Avelina Abang

Personal information
- Full name: Inmaculada Avelina Abang Ndong Nzang
- Date of birth: 8 December 2003 (age 22)
- Position: Right-back

Team information
- Current team: 15 de Agosto

Senior career*
- Years: Team / Apps / (Gls)
- Leones Vegetarianos
- 20??–2023: Malabo Kings
- 2023–2024: Huracanes
- 2024–: 15 de Agosto

International career^{‡}
- 2018–: Equatorial Guinea / 3 / (0)

= Avelina Abang =

Equatoguinean footballer (born 2003)

Inmaculada Avelina Abang Ndong Nzang (born 8 December 2003) is an Equatoguinean footballer who plays as a right-back for local club 15 de Agosto and the Equatorial Guinea national team.

Abang was ranked 16th by Goal in the NXGN 2022.

==Club career==
Abang has played for Leones Vegetarianos FC and Malabo Kings in Equatorial Guinea.

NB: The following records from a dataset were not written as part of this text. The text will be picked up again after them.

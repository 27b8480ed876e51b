use glam::Vec4;

/// Clip-space depth offset pulling identification geometry towards the viewer.
///
/// The value is subtracted from clip-space Z before the perspective divide, so
/// wireframe strokes drawn over coplanar faces win the `Less` depth test.
/// Only Z is touched; X, Y and W are never biased.
///
/// The offset is constant in clip space. It does not scale with the depth range
/// or the near/far planes, so hosts with unusual projections should tune it
/// through `IdentPassConfig::depth_bias`.
#[derive(Debug, Copy, Clone, PartialEq)]
pub struct DepthBias(f32);

impl DepthBias {
    /// Offset applied by default.
    pub const DEFAULT: DepthBias = DepthBias(1e-4);

    /// No offset.
    pub const NONE: DepthBias = DepthBias(0.0);

    /// Returns `None` for NaN or infinite values.
    #[inline]
    pub fn new(value: f32) -> Option<Self> {
        value.is_finite().then_some(Self(value))
    }

    #[inline]
    pub const fn value(self) -> f32 {
        self.0
    }

    /// Subtracts the offset from the Z component of a clip-space position.
    #[inline]
    pub fn apply(self, clip: Vec4) -> Vec4 {
        Vec4::new(clip.x, clip.y, clip.z - self.0, clip.w)
    }
}

impl Default for DepthBias {
    fn default() -> Self {
        Self::DEFAULT
    }
}

#[cfg(test)]
mod tests {
    use super::*;

    #[test]
    fn default_is_one_ten_thousandth() {
        assert_eq!(DepthBias::default().value(), 1e-4);
        assert_eq!(DepthBias::default(), DepthBias::DEFAULT);
    }

    #[test]
    fn rejects_non_finite() {
        assert!(DepthBias::new(f32::NAN).is_none());
        assert!(DepthBias::new(f32::INFINITY).is_none());
        assert!(DepthBias::new(f32::NEG_INFINITY).is_none());
        assert_eq!(DepthBias::new(-2e-3).map(DepthBias::value), Some(-2e-3));
    }

    #[test]
    fn apply_touches_z_only() {
        let clip = Vec4::new(0.5, -0.25, 0.75, 2.0);
        let out = DepthBias::DEFAULT.apply(clip);
        assert_eq!(out.x, clip.x);
        assert_eq!(out.y, clip.y);
        assert_eq!(out.w, clip.w);
        assert_eq!(out.z, 0.75 - 1e-4);
    }

    #[test]
    fn none_is_identity() {
        let clip = Vec4::new(1.0, 2.0, 3.0, 4.0);
        assert_eq!(DepthBias::NONE.apply(clip), clip);
    }
}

===Maccabi Kishronot Hadera===
On 12 June 2023, Abang was announced by Israeli Ligat Nashim club Maccabi Kishronot Hadera as a team signing for the 2023–24 season.

==International career==
Abang capped for Equatorial Guinea at senior level during the 2018 Africa Women Cup of Nations, playing in three matches.